9-10. Phil has two periods of work remaining prior to retirement. He is currently employed in a firm that pays him the value of his marginal product, $50,000 per period. There are many other firms that Phil could potentially work for. There is a 50 percent chance of Phil being a good match for any particular firm, and a 50 percent chance of him being a bad match. If he is in a good match, the value of his marginal product is $56,000 per period. If he is in a bad match, the value of his marginal product is $40,000 per period. If Phil quits his job, he can immediately find employment with any of the alternative firms. It takes one period to discover whether Phil is a good or a bad match with a particular firm. In that first period, while Phil’s value to the firm is uncertain, he is offered a wage of $48,000. After the value of the match is determined, Phil is offered a wage equal to the value of his marginal product in that firm. When offered that wage, Phil is free to (a) accept;
(b) reject and try some other firm; or (c) return to his original firm and his original wage. Phil maximizes the present value of his expected lifetime earnings, and his discount rate is 10 percent. What should Phil do?

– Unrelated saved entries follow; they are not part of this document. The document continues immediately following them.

//! The only interface the trajectory-optimization core imports from its
//! environment: an opaque nonlinear-program expression factory.
//!
//! Real backends (e.g. a CasADi or Sleipnir binding) are never named here —
//! [`SolverAdapter`] is the narrow seam the builder in `trajopt_core` is
//! generic over, so it can run against a real solver in production and
//! against an in-memory recording mock (`trajopt_mock_solver`) in tests.

use std::ops::{Add, Div, Mul, Neg, Sub};

/// A symbolic decision-variable expression.
///
/// The collision encoder in `trajopt_core` needs to rotate a bumper corner
/// by a *symbolic* heading (`cos`/`sin` of a decision variable), and the
/// unclamped point-to-segment projection needs to divide by a
/// possibly-symbolic squared edge length. Every NLP backend this crate is
/// plausibly bound to (autodiff expression graphs) supports both, so this
/// trait is the surface the builder actually needs, not just `+ - *` on
/// plain doubles.
pub trait Expr:
    Clone
    + Add<Output = Self>
    + Add<f64, Output = Self>
    + Sub<Output = Self>
    + Sub<f64, Output = Self>
    + Mul<Output = Self>
    + Mul<f64, Output = Self>
    + Div<Output = Self>
    + Div<f64, Output = Self>
    + Neg<Output = Self>
{
    /// Lift a numeric constant into the expression type.
    fn constant(value: f64) -> Self;

    fn sin(&self) -> Self;
    fn cos(&self) -> Self;
}

/// The relational operator of a `SubjectTo` constraint.
#[derive(Debug, Clone, Copy, PartialEq, Eq)]
pub enum RelOp {
    Eq,
    Le,
    Ge,
}

/// A single scalar constraint `lhs <op> rhs`, recordable as a structured
/// value (operator plus two operand trees) rather than only as a
/// solver-side side effect.
#[derive(Debug, Clone)]
pub struct Constraint<E> {
    pub lhs: E,
    pub op: RelOp,
    pub rhs: E,
}

impl<E> Constraint<E> {
    #[must_use]
    pub fn eq(lhs: E, rhs: E) -> Self {
        Self {
            lhs,
            op: RelOp::Eq,
            rhs,
        }
    }

    #[must_use]
    pub fn le(lhs: E, rhs: E) -> Self {
        Self {
            lhs,
            op: RelOp::Le,
            rhs,
        }
    }

    #[must_use]
    pub fn ge(lhs: E, rhs: E) -> Self {
        Self {
            lhs,
            op: RelOp::Ge,
            rhs,
        }
    }
}

/// An opaque nonlinear-program expression factory and constraint sink.
///
/// Implementors own every `Expr` and constraint they hand out or accept;
/// nothing in `trajopt_core` mutates a [`SolverAdapter`] after `build`
/// finishes composing a problem. Construction is single-threaded and
/// synchronous, so this trait carries no `Send`/`Sync` bound of its own.
pub trait SolverAdapter {
    type Expr: Expr;

    /// Allocate a fresh decision variable.
    fn variable(&mut self) -> Self::Expr;

    /// Register a constraint that must hold at the solution.
    fn subject_to(&mut self, constraint: Constraint<Self::Expr>);

    /// Seed a decision variable with an initial value for the solver to
    /// start iterating from.
    fn set_initial(&mut self, expr: &Self::Expr, value: f64);

    /// Install the objective to minimize. Called exactly once per problem;
    /// a second call replaces the first.
    fn minimize(&mut self, expr: Self::Expr);

    /// Read back the numeric value of an expression after a successful
    /// solve. Precondition: the adapter has solved the problem.
    fn solution_value(&self, expr: &Self::Expr) -> f64;
}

Phil makes decisions at the beginning of each period, and there are a variety of choices at each of these times. To reduce the number of strategies that require the numerical calculation of the expected outcome, first discard unreasonable choices. In particular, if Phil does not quit his job in period 1, he should not do so in period 2. After all, his second-period wage in a new job will be lower than in the old job, and there is no third period. Similarly, if he tries a new job in period 1 and is found to be a bad match, he should return to the old job. After all, the old job pays a higher wage than what Phil’s current employer is willing to pay and what another new firm would offer him. Finally, if he tries a new job and is found to be a good match, he should certainly accept their offer. In the end, Phil only has two potentially viable strategies.
Strategy one: Keep the old job in both periods. The earnings path associated with this choice is flat and deterministic – Phil earns $50,000 in each period. The present discounted value of the outcome of this strategy is PV1 = 50,000 + 50,000/1.1 = $95,455.

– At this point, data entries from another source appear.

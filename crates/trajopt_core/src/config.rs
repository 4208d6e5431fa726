//! Tunables that would otherwise be inline magic numbers.

use serde::{Deserialize, Serialize};

/// Configuration for [`crate::builder::ProblemBuilder`].
#[derive(Debug, Clone, Copy, PartialEq, Serialize, Deserialize)]
#[serde(rename_all = "kebab-case")]
pub struct BuilderConfig {
    /// Heuristic total duration (seconds) a segment's timestep is seeded
    /// towards: `dt_segment[i]` is seeded with
    /// `initial_timestep_guess_seconds / N_i`. The source hardcodes this to
    /// `5.0`.
    pub initial_timestep_guess_seconds: f64,
}

impl Default for BuilderConfig {
    fn default() -> Self {
        Self {
            initial_timestep_guess_seconds: 5.0,
        }
    }
}
#[cfg(test)]
mod tests {
    use tempfile::tempdir;
    use test_case::test_case;

    use super::*;
    use crate::test_support::{StubResponse, StubServer};

    fn consent_request() -> ConsentRequest {
        ConsentRequest {
            auth_url: "https://accounts.example.com/auth".to_string(),
            client_id: "client-1".to_string(),
            scope: DRIVE_FILE_SCOPE.to_string(),
            state: "xyz".to_string(),
        }
    }

    #[test]
    fn consent_url_carries_client_and_scope() {
        let parsed = consent_request().url("http://127.0.0.1:4000").unwrap();
        let param = |name: &str| {
            parsed
                .query_pairs()
                .find(|(key, _)| key == name)
                .map(|(_, value)| value.into_owned())
        };

        assert_eq!(param("client_id").as_deref(), Some("client-1"));
        assert_eq!(param("scope").as_deref(), Some(DRIVE_FILE_SCOPE));
        assert_eq!(param("redirect_uri").as_deref(), Some("http://127.0.0.1:4000"));
        assert_eq!(param("response_type").as_deref(), Some("code"));
        assert_eq!(param("state").as_deref(), Some("xyz"));
    }

    #[test]
    fn malformed_consent_page_is_a_sign_in_failure() {
        let request = ConsentRequest {
            auth_url: "not a url".to_string(),
            ..consent_request()
        };
        assert!(matches!(request.url("http://127.0.0.1:4000"), Err(SignInError::Failed(_))));
    }

    #[test_case(3600, TimeDelta::hours(1); "typical lifetime")]
    #[test_case(0, TimeDelta::zero(); "already expired")]
    #[test_case(i64::MAX, TimeDelta::hours(1); "out of range falls back")]
    #[test_case(i64::MAX / 1000, TimeDelta::hours(1); "beyond the calendar falls back")]
    fn token_expiry(expires_in: i64, lifetime: TimeDelta) {
        let now = Utc::now();
        assert_eq!(expiry(now, expires_in), now + lifetime);
    }

    #[test_case("popup_closed", SignInError::Cancelled)]
    #[test_case("access_denied", SignInError::PermissionDenied)]
    #[test_case("server_error", SignInError::Failed("server_error".to_string()))]
    fn maps_consent_errors(code: &str, expected: SignInError) {
        assert_eq!(consent_error(code), expected);
    }

    #[test]
    fn redirect_with_code_and_matching_state() {
        let params = redirect_params("/?state=xyz&code=4%2Fabc").unwrap();
        assert_eq!(params.into_outcome("xyz"), Ok("4/abc".to_string()));
    }

    #[test]
    fn redirect_with_wrong_state_is_rejected() {
        let params = redirect_params("/?state=other&code=abc").unwrap();
        assert!(matches!(params.into_outcome("xyz"), Err(SignInError::Failed(_))));
    }

    #[test]
    fn redirect_with_denial() {
        let params = redirect_params("/?error=access_denied&state=xyz").unwrap();
        assert_eq!(params.into_outcome("xyz"), Err(SignInError::PermissionDenied));
    }

    #[test]
    fn other_paths_are_ignored() {
        assert!(redirect_params("/favicon.ico").is_none());
    }

    #[tokio::test]
    async fn loopback_times_out_as_cancelled() {
        let consent = LoopbackConsent::default()
            .without_browser()
            .with_timeout(Duration::from_millis(20));

        let result = consent.authorize(&consent_request()).await;

        assert_eq!(result, Err(SignInError::Cancelled));
    }

    #[test]
    fn freshness_honours_margin() {
        let now = Utc::now();
        let tokens = TokenSet {
            access_token: "t".to_string(),
            refresh_token: None,
            expires_at: now + TimeDelta::seconds(30),
        };
        assert!(!tokens.is_fresh(now));
        assert!(tokens.is_fresh(now - TimeDelta::seconds(60)));
    }

    #[test]
    fn cache_round_trip_and_clear() {
        let tmp = tempdir().unwrap();
        let cache = TokenCache::new(tmp.path().join(".giftdesk").join("drive-token.json"));
        assert_eq!(cache.load(), None);

        let tokens = TokenSet {
            access_token: "access".to_string(),
            refresh_token: Some("refresh".to_string()),
            expires_at: Utc::now(),
        };
        cache.save(&tokens).unwrap();
        assert_eq!(cache.load(), Some(tokens));

        cache.clear().unwrap();
        cache.clear().unwrap();
        assert_eq!(cache.load(), None);
    }

    #[cfg(unix)]
    #[test]
    fn cached_tokens_are_private_to_the_owner() {
        use std::os::unix::fs::PermissionsExt as _;

        let tmp = tempdir().unwrap();
        let cache = TokenCache::new(tmp.path().join("drive-token.json"));
        cache
            .save(&TokenSet {
                access_token: "access".to_string(),
                refresh_token: Some("refresh".to_string()),
                expires_at: Utc::now(),
            })
            .unwrap();

        let mode = fs::metadata(cache.path()).unwrap().permissions().mode();
        assert_eq!(mode & 0o777, 0o600);
    }

    #[tokio::test]
    async fn exchange_posts_form_encoded_code() {
        let server = StubServer::start(|_| {
            StubResponse::json(&serde_json::json!({
                "access_token": "at",
                "refresh_token": "rt",
                "expires_in": 3599,
                "token_type": "Bearer"
            }))
        });
        let endpoint = TokenEndpoint::new(reqwest::Client::new(), server.url("/token"), "cid", "secret");

        let tokens = endpoint
            .exchange(&Authorization {
                code: "4/abc".to_string(),
                redirect_uri: "http://127.0.0.1:5000".to_string(),
            })
            .await
            .unwrap();

        assert_eq!(tokens.access_token, "at");
        assert_eq!(tokens.refresh_token.as_deref(), Some("rt"));
        let body = server.requests()[0].body_text();
        assert!(body.contains("grant_type=authorization_code"));
        assert!(body.contains("code=4%2Fabc"));
        assert!(body.contains("redirect_uri=http%3A%2F%2F127.0.0.1%3A5000"));
    }

    #[tokio::test]
    async fn refresh_keeps_refresh_token() {
        let server = StubServer::start(|_| {
            StubResponse::json(&serde_json::json!({"access_token": "new", "expires_in": 3600}))
        });
        let endpoint = TokenEndpoint::new(reqwest::Client::new(), server.url("/token"), "cid", "secret");

        let tokens = endpoint.refresh("rt").await.unwrap();

        assert_eq!(tokens.access_token, "new");
        assert_eq!(tokens.refresh_token.as_deref(), Some("rt"));
    }

    #[tokio::test]
    async fn rejected_client_is_an_initialisation_error() {
        let server = StubServer::start(|_| {
            StubResponse::status(401, r#"{"error": "invalid_client", "error_description": "Unauthorized"}"#)
        });
        let endpoint = TokenEndpoint::new(reqwest::Client::new(), server.url("/token"), "cid", "secret");

        let error = endpoint.refresh("rt").await.unwrap_err();

        assert_eq!(
            error,
            SignInError::Initialization(crate::media::InitializationError::InvalidClientId)
        );
    }
}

Strategy two: Try a new job. If it is a good match, keep it. If it is a bad match, return to the old job. If Phil adopts this strategy, he will earn $48,000 in period 1. In period 2, he will earn either $56,000 or $50,000, each with probability ½. The expected present discounted value of the outcome of that strategy is PV2 = 48,000 + ((½× 56,000) + (½ × 50,000))/1.1 = $96,182.
As the second strategy generates a higher present value, this is the strategy Phil adopts.
9-11. Under the recently enacted 2001 tax legislation in the United States, all income tax filers can now deduct from their total income half of their expenses incurred when moving more than 50 miles to accept a new job. Prior to the change, only tax filers who itemized their deductions were allowed to deduct their moving expenses. (Typically, homeowners itemize their deductions and renters do not itemize.) How would this change in the tax bill likely affect the mobility of homeowners and renters?
The policy change has no affect on homeowners, whereas the policy change reduces the cost of moving for renters. Therefore, the policy is predicted to increase the mobility of renters.。